Of all twentieth century inventions, that one is the one that has most drastically affected the most lives. We have so far witnessed five major holocausts in this century, and along with every "civilized" nation in the Western world except Ireland, we are now participating in the sixth and largest one of all, which is also the only one that shows no signs of ending, as the other five did. What the Turks did to the Armenians, Hitler to the Jews, Stalin and Mao to their political enemies, and Pol Pot to one third of all his nation's people, our present femininity-haters who are incredibly misnamed "radical feminists" and their allies are still doing to the most tiny, innocent, and defenceless of all classes of human beings, unborn babies.
Mother Teresa said, with the simplicity of a peasant, "When a mother can kill her own child, what is left of the West to save?" (Incredibly, <Time> magazine printed that statement. Perhaps there is some hope after all.)

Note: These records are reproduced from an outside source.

#[cfg(test)]
mod tests {
    use super::*;
    use hashnav_core::NavigationResult;
    use hashnav_dom::{MemoryDocument, MemoryLocation};
    use hashnav_loader::StaticFragmentLoader;
    use hashnav_ui::FnHook;
    use std::sync::atomic::{AtomicUsize, Ordering};
    use std::time::Duration;

    const SHELL: &str = r##"<html><head><title>Loading</title></head><body>
<header id="site-header"></header>
<nav><a href="#/home">Home</a><a href="#/about">About</a></nav>
<aside id="site-sidebar"></aside>
<main id="page-content"></main>
</body></html>"##;

    fn site() -> StaticFragmentLoader {
        StaticFragmentLoader::new()
            .with_page("pages/home.html", r#"<h1 class="reveal">Home</h1>"#)
            .with_page("pages/about.html", "<h1>About</h1>")
            .with_page("pages/404.html", r#"<section class="page-404">Nothing here</section>"#)
            .with_page("components/sidebar-about.html", "<p>About sidebar</p>")
            .with_page("components/header.html", "<strong>Studio</strong>")
    }

    struct Harness {
        loader: Arc<StaticFragmentLoader>,
        doc: Arc<MemoryDocument>,
        controller: NavigationController,
    }

    fn harness_with(config: RouterConfig, loader: StaticFragmentLoader, hooks: Vec<Arc<dyn NavigationHook>>) -> Harness {
        let loader = Arc::new(loader);
        let doc = Arc::new(MemoryDocument::from_html(SHELL).unwrap());
        let controller = NavigationController::from_config(
            &config,
            loader.clone(),
            doc.clone(),
            Arc::new(MemoryLocation::default()),
            Arc::new(BoundHandlerRegistry::new()),
            hooks,
        )
        .unwrap();
        Harness { loader, doc, controller }
    }

    fn harness(loader: StaticFragmentLoader) -> Harness {
        harness_with(RouterConfig::default(), loader, Vec::new())
    }

    fn completed(report: NavigationReport) -> CompletedNavigation {
        match report {
            NavigationReport::Completed(done) => done,
            other => panic!("Expected completed navigation, got: {other:?}"),
        }
    }

    #[tokio::test]
    async fn navigates_with_sidebar() {
        let h = harness(site());
        let done = completed(h.controller.navigate_to(Some("#/about")).await);

        assert_eq!(done.route.as_str(), "about");
        assert_eq!(done.title, "About");
        assert!(matches!(done.sidebar, SidebarOutcome::Shown(InjectOutcome::Applied(ref r)) if r.is_success()));
        assert_eq!(h.doc.content("page-content").unwrap(), "<h1>About</h1>");
        assert_eq!(h.doc.content("site-sidebar").unwrap(), "<p>About sidebar</p>");
        assert_eq!(h.doc.is_hidden("site-sidebar"), Some(false));
        assert!(!h.doc.has_layout_flag("no-sidebar"));
        assert_eq!(h.doc.title(), "About");
        assert_eq!(h.controller.current_route().unwrap().as_str(), "about");
    }

    #[tokio::test]
    async fn unknown_route_shows_404_with_not_found_title() {
        let h = harness(site());
        let done = completed(h.controller.navigate_to(Some("#doesnotexist")).await);

        assert!(done.main.result().unwrap().is_degraded());
        assert_eq!(done.title, "Not Found");
        assert_eq!(h.doc.title(), "Not Found");
        assert!(h.doc.content("page-content").unwrap().contains("page-404"));
    }

    #[tokio::test]
    async fn marker_title_wins_over_route_name() {
        // A page served successfully that is itself 404 content.
        let h = harness(site().with_page("pages/gone.html", r#"<div class="page-404">Moved</div>"#));
        let done = completed(h.controller.navigate_to(Some("#/gone")).await);

        assert!(done.main.result().unwrap().is_success());
        assert_eq!(done.title, "Not Found");
    }

    #[tokio::test]
    async fn total_failure_keeps_load_error_title() {
        let h = harness(StaticFragmentLoader::new());
        let done = completed(h.controller.navigate_to(Some("#/about")).await);

        assert!(done.main.result().unwrap().is_failed());
        assert_eq!(done.title, "Load Error");
        let content = h.doc.content("page-content").unwrap();
        assert!(content.contains("pages/about.html"));

        let about = h.doc.query_all(None, &Selector::tag("a"))[1];
        assert!(h.doc.attribute(about, "aria-current").is_none());
    }

    #[tokio::test]
    async fn absent_sidebar_is_cleared_hidden_and_flagged() {
        let h = harness(site());
        completed(h.controller.navigate_to(Some("#/about")).await);
        let done = completed(h.controller.navigate_to(Some("#/home")).await);

        assert_eq!(done.sidebar, SidebarOutcome::Hidden);
        assert_eq!(h.doc.content("site-sidebar").unwrap(), "");
        assert_eq!(h.doc.is_hidden("site-sidebar"), Some(true));
        assert!(h.doc.has_layout_flag("no-sidebar"));

        completed(h.controller.navigate_to(Some("#/about")).await);
        assert!(!h.doc.has_layout_flag("no-sidebar"));
        assert_eq!(h.doc.is_hidden("site-sidebar"), Some(false));
        assert_eq!(h.doc.content("site-sidebar").unwrap(), "<p>About sidebar</p>");
    }

    #[tokio::test]
    async fn missing_sidebar_fragment_falls_back_without_retitling() {
        let mut config = RouterConfig::default();
        config
            .sidebar
            .routes
            .insert("home".into(), "components/sidebar-home.html".into());
        let h = harness_with(config, site(), Vec::new());

        let done = completed(h.controller.navigate_to(Some("#/home")).await);
        assert!(matches!(done.sidebar, SidebarOutcome::Shown(InjectOutcome::Applied(NavigationResult::Degraded { .. }))));
        assert_eq!(h.doc.title(), "Home");
    }

    #[tokio::test]
    async fn hooks_run_after_every_navigation() {
        let runs = Arc::new(AtomicUsize::new(0));
        let counter = runs.clone();
        let tabs: Arc<dyn NavigationHook> = Arc::new(FnHook::new("tabs", move || {
            counter.fetch_add(1, Ordering::SeqCst);
        }));
        let h = harness_with(RouterConfig::default(), site(), vec![tabs]);
        assert_eq!(h.controller.hooks().names(), vec!["reveal", "modal", "tabs"]);

        h.controller.navigate_to(Some("#/home")).await;
        h.controller.navigate_to(Some("#/nope")).await;
        assert_eq!(runs.load(Ordering::SeqCst), 2);

        // Reveal ran against the fresh home content.
        h.controller.navigate_to(Some("#/home")).await;
        let heading = h.doc.query_all(Some("page-content"), &Selector::class("reveal"))[0];
        assert!(h.doc.is_observed(heading));
    }

    #[tokio::test]
    async fn site_name_suffixes_titles() {
        let mut config = RouterConfig::default();
        config.site_name = Some("Studio".into());
        let h = harness_with(config, site(), Vec::new());

        let done = completed(h.controller.navigate_to(Some("#/about")).await);
        assert_eq!(done.title, "About | Studio");
        let done = completed(h.controller.navigate_to(Some("#/nope")).await);
        assert_eq!(done.title, "Not Found | Studio");
    }

    #[tokio::test]
    async fn active_link_follows_route() {
        let h = harness(site());
        h.controller.navigate_to(Some("#/about")).await;
        let links = h.doc.query_all(None, &Selector::tag("a"));
        assert!(h.doc.attribute(links[0], "aria-current").is_none());
        assert_eq!(h.doc.attribute(links[1], "aria-current").as_deref(), Some("page"));
    }

    #[tokio::test]
    async fn includes_mount_once_without_fallback() {
        let h = harness(site());
        assert_eq!(h.controller.mount_includes().await, 1);
        assert_eq!(h.doc.content("site-header").unwrap(), "<strong>Studio</strong>");
        // Footer mount is absent from the shell; nothing fetched for it.
        assert_eq!(h.loader.call_count("components/footer.html"), 0);
        assert_eq!(h.loader.call_count("pages/404.html"), 0);
    }

    #[tokio::test(start_paused = true)]
    async fn overtaken_navigation_discards_its_writes() {
        let h = harness(site().with_delay("pages/home.html", Duration::from_millis(500)));
        let mut events = h.controller.subscribe();

        let (slow, fast) = tokio::join!(
            h.controller.navigate_to(Some("#/home")),
            async {
                tokio::time::sleep(Duration::from_millis(10)).await;
                h.controller.navigate_to(Some("#/about")).await
            }
        );

        assert!(matches!(slow, NavigationReport::Superseded { generation: 1, .. }));
        assert_eq!(completed(fast).generation, 2);
        assert_eq!(h.doc.content("page-content").unwrap(), "<h1>About</h1>");
        assert_eq!(h.doc.title(), "About");

        let mut superseded = 0;
        while let Ok(event) = events.try_recv() {
            if matches!(event.as_ref(), NavigationEvent::NavigationSuperseded { .. }) {
                superseded += 1;
            }
        }
        assert_eq!(superseded, 1);
    }

    #[tokio::test(start_paused = true)]
    async fn navigation_overtaken_during_sidebar_fetch_leaves_newer_state() {
        let runs = Arc::new(AtomicUsize::new(0));
        let counter = runs.clone();
        let tabs: Arc<dyn NavigationHook> = Arc::new(FnHook::new("tabs", move || {
            counter.fetch_add(1, Ordering::SeqCst);
        }));
        let loader = site().with_delay("components/sidebar-about.html", Duration::from_millis(500));
        let h = harness_with(RouterConfig::default(), loader, vec![tabs]);

        let (slow, fast) = tokio::join!(
            h.controller.navigate_to(Some("#/about")),
            async {
                tokio::time::sleep(Duration::from_millis(10)).await;
                h.controller.navigate_to(Some("#/home")).await
            }
        );

        assert!(matches!(slow, NavigationReport::Superseded { generation: 1, .. }));
        assert_eq!(completed(fast).sidebar, SidebarOutcome::Hidden);
        assert_eq!(h.doc.title(), "Home");
        assert_eq!(h.doc.content("site-sidebar").unwrap(), "");
        assert_eq!(h.doc.is_hidden("site-sidebar"), Some(true));
        assert!(h.doc.has_layout_flag("no-sidebar"));
        assert_eq!(h.controller.current_route().unwrap().as_str(), "home");
        assert_eq!(runs.load(Ordering::SeqCst), 1);
    }

    #[tokio::test(flavor = "multi_thread", worker_threads = 4)]
    async fn concurrent_navigations_settle_on_the_latest() {
        let h = harness(site());
        let controller = Arc::new(h.controller);

        let mut tasks = tokio::task::JoinSet::new();
        for i in 0..24 {
            let controller = controller.clone();
            let hash = if i % 2 == 0 { "#/about" } else { "#/home" };
            tasks.spawn(async move { controller.navigate_to(Some(hash)).await });
        }

        let mut latest: Option<CompletedNavigation> = None;
        while let Some(report) = tasks.join_next().await {
            if let NavigationReport::Completed(done) = report.unwrap()
                && latest.as_ref().is_none_or(|l| done.generation > l.generation)
            {
                latest = Some(done);
            }
        }

        let latest = latest.unwrap();
        assert_eq!(latest.generation, 24);
        let about = latest.route.as_str() == "about";
        assert_eq!(h.doc.title(), if about { "About" } else { "Home" });
        assert_eq!(h.doc.has_layout_flag("no-sidebar"), !about);
        assert_eq!(h.doc.is_hidden("site-sidebar"), Some(!about));
        assert_eq!(controller.current_route().unwrap(), latest.route);
    }

    #[tokio::test]
    async fn navigate_reads_location() {
        let loader = Arc::new(site());
        let doc = Arc::new(MemoryDocument::from_html(SHELL).unwrap());
        let location = Arc::new(MemoryLocation::new(Some("#/about")));
        let controller = NavigationController::from_config(
            &RouterConfig::default(),
            loader,
            doc,
            location.clone(),
            Arc::new(BoundHandlerRegistry::new()),
            Vec::new(),
        )
        .unwrap();

        assert_eq!(controller.navigate().await.route().as_str(), "about");
        location.set_hash("#/");
        assert_eq!(controller.navigate().await.route().as_str(), "home");
        assert_eq!(controller.default_hash(), "#/home");
    }

    #[test]
    fn invalid_config_is_rejected() {
        let mut config = RouterConfig::default();
        config.reveal.threshold = 0.0;
        let result = NavigationController::from_config(
            &config,
            Arc::new(StaticFragmentLoader::new()),
            Arc::new(MemoryDocument::with_mounts(&["page-content"])),
            Arc::new(MemoryLocation::default()),
            Arc::new(BoundHandlerRegistry::new()),
            Vec::new(),
        );
        assert!(matches!(result, Err(hashnav_core::Error::Config { .. })));
    }
}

God asked a rhetorical question, in scripture: "Can a mother forsake the fruit of her womb? Even if she could, I could not forsake you, says the Lord your God." The rhetorical question was meant to put forth an unthinkable absurdity. Yet millions of mothers today perform that unthinkable absurdity, and many more millions, mostly men, think approvingly of that unthinkable work of Moloch.
Doubtless, most of the twenty million mothers who have aborted their babies since our Supreme Court of justice declared this injustice just were themselves victims of propaganda pressures and cultural conditioning, "more sinned against than sinning." That, however, makes things worse, not better: it implicates the whole culture in the double deed of destroying undeveloped bodies and undeveloped consciences.
If the soul is more precious than the body, the latter death is worse than the former. The soul of Western civilization is dying; that is the essence of our tragedy. When its body follows, as it must, we will see the civilizational pus ooze, but that pus is already there, festering inside. The barbarians are already within the gates, writing the textbooks, newspapers, TV shows, movies, and music.
Is this going to be another one of those interminable essays on how to prevent the wreck of Western civilization? No. For as Whittaker Chambers wrote, "It is idle to talk about preventing the wreck of Western civilization. It is already a wreck from within."
Do I come to you then as a prophet of doom? No. I disavow both mantles, both prophet and doom. Perhaps there is still time to intercede for the secular city as Abraham interceded for Sodom. We do not know how much time we have left. But we do know this: if God spares New York, He will owe an apology to Sodom.
Avery Dulles has mapped out a useful chart of four possible contemporary Christian attitudes toward our secular society, in a kind of logical square of opposition. He calls the four options Traditionalism, Neo-conservatism, Liberalism, and Radicalism. Traditionalism believes in the Church but not the State, i.e., not the present state of society. It is counter-cultural. Neo-conservatism (e.g., Richard John Neuhaus and Michael Novak) believes in both the Church and the American state. Liberalism believes in Americanism but not in the Church, i.e., not traditional Christianity. And Radicalism says, "A plague on both your houses."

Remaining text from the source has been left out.